(Dataset entries)
::::::::::

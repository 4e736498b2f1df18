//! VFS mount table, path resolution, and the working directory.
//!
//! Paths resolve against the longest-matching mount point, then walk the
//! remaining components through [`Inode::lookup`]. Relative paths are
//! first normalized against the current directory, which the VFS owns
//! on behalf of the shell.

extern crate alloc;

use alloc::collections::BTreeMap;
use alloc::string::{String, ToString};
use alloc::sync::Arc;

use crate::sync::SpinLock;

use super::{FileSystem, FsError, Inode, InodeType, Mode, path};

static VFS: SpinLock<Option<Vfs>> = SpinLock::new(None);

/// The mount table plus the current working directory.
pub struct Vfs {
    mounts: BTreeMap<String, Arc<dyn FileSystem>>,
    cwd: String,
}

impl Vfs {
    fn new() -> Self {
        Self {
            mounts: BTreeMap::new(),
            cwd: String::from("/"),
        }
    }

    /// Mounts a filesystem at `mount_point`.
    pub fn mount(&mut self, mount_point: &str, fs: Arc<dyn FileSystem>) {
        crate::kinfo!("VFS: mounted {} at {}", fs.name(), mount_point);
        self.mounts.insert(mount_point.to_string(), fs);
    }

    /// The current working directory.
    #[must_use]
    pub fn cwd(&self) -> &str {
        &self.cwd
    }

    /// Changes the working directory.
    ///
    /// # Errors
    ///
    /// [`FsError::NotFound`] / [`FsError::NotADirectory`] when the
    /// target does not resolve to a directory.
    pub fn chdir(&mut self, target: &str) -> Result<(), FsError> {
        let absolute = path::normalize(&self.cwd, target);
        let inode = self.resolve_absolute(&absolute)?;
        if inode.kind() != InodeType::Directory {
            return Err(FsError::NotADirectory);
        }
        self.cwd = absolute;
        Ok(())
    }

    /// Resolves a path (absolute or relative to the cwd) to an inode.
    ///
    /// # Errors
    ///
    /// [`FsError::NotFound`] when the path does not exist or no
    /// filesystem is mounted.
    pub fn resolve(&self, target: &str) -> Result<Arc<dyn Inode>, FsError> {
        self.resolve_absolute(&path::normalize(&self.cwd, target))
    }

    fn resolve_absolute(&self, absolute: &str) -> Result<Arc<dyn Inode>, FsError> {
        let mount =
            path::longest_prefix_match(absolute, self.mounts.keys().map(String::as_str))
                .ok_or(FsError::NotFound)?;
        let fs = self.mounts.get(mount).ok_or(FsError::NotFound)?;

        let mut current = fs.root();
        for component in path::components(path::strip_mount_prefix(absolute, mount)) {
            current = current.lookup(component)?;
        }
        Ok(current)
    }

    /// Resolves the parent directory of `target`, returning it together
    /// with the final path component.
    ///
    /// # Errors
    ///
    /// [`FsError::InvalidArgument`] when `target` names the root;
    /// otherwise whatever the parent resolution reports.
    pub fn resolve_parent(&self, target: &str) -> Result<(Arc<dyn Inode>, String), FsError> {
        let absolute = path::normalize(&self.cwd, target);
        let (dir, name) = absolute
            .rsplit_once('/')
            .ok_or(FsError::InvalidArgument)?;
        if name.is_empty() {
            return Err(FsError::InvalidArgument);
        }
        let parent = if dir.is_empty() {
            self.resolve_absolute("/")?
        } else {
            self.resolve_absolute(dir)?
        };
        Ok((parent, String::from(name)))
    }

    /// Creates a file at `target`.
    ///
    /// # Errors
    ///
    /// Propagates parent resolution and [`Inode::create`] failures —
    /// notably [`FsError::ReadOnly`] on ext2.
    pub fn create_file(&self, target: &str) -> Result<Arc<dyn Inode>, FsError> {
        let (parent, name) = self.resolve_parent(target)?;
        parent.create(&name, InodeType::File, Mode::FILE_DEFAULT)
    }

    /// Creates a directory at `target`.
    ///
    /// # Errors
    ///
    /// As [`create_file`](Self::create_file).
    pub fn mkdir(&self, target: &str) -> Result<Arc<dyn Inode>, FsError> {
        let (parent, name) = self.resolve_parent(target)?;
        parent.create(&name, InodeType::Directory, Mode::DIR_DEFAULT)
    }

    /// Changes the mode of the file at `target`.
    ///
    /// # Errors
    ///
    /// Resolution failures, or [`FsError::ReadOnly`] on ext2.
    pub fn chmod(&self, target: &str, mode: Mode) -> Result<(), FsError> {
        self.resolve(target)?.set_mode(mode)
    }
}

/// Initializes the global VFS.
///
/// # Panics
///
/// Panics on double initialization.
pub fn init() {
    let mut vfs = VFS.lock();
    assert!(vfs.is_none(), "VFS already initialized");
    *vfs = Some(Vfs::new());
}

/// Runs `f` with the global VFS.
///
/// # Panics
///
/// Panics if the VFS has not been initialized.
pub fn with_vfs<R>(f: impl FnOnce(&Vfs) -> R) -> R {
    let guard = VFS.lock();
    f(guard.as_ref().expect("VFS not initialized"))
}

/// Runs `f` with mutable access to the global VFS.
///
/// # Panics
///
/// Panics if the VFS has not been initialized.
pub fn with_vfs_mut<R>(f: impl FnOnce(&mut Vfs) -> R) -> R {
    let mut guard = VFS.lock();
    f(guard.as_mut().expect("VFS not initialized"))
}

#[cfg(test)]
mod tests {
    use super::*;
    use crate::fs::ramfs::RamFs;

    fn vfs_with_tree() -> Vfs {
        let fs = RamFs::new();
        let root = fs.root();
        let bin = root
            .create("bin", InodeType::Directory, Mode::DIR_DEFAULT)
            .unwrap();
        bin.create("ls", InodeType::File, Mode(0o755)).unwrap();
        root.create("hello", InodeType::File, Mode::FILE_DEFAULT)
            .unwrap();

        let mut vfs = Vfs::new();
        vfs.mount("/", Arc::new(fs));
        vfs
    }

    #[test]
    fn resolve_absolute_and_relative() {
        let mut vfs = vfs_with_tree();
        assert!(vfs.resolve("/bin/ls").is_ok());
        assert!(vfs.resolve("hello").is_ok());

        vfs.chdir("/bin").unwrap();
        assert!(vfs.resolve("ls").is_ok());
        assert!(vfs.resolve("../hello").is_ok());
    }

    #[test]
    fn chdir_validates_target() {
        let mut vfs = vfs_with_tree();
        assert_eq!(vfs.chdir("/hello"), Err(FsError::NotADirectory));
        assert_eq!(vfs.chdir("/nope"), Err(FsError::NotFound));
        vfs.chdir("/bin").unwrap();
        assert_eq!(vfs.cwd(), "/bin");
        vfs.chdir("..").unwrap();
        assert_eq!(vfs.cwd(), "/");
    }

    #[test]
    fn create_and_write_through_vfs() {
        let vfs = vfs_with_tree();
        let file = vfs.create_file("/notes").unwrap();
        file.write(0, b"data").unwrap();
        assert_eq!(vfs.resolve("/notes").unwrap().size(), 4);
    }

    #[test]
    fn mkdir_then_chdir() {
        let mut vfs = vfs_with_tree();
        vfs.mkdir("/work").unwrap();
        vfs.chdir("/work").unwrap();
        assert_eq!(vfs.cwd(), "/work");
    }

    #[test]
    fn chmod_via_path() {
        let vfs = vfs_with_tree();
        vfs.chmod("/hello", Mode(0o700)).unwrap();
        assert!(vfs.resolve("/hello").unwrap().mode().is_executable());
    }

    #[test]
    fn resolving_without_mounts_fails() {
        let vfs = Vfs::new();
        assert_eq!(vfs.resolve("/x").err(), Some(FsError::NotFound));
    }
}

::::::::::

» WHAT TO DO: Using the records above, repeat exactly the lines from the first one through the line with "filesystem is mounted.".

» EXERCISE RESPONSE:
repository 4e736498b2f1df18
//! VFS mount table, path resolution, and the working directory.
//!
//! Paths resolve against the longest-matching mount point, then walk the
//! remaining components through [`Inode::lookup`]. Relative paths are
//! first normalized against the current directory, which the VFS owns
//! on behalf of the shell.

extern crate alloc;

use alloc::collections::BTreeMap;
use alloc::string::{String, ToString};
use alloc::sync::Arc;

use crate::sync::SpinLock;

use super::{FileSystem, FsError, Inode, InodeType, Mode, path};

static VFS: SpinLock<Option<Vfs>> = SpinLock::new(None);

/// The mount table plus the current working directory.
pub struct Vfs {
    mounts: BTreeMap<String, Arc<dyn FileSystem>>,
    cwd: String,
}

impl Vfs {
    fn new() -> Self {
        Self {
            mounts: BTreeMap::new(),
            cwd: String::from("/"),
        }
    }

    /// Mounts a filesystem at `mount_point`.
    pub fn mount(&mut self, mount_point: &str, fs: Arc<dyn FileSystem>) {
        crate::kinfo!("VFS: mounted {} at {}", fs.name(), mount_point);
        self.mounts.insert(mount_point.to_string(), fs);
    }

    /// The current working directory.
    #[must_use]
    pub fn cwd(&self) -> &str {
        &self.cwd
    }

    /// Changes the working directory.
    ///
    /// # Errors
    ///
    /// [`FsError::NotFound`] / [`FsError::NotADirectory`] when the
    /// target does not resolve to a directory.
    pub fn chdir(&mut self, target: &str) -> Result<(), FsError> {
        let absolute = path::normalize(&self.cwd, target);
        let inode = self.resolve_absolute(&absolute)?;
        if inode.kind() != InodeType::Directory {
            return Err(FsError::NotADirectory);
        }
        self.cwd = absolute;
        Ok(())
    }

    /// Resolves a path (absolute or relative to the cwd) to an inode.
    ///
    /// # Errors
    ///
    /// [`FsError::NotFound`] when the path does not exist or no
    /// filesystem is mounted.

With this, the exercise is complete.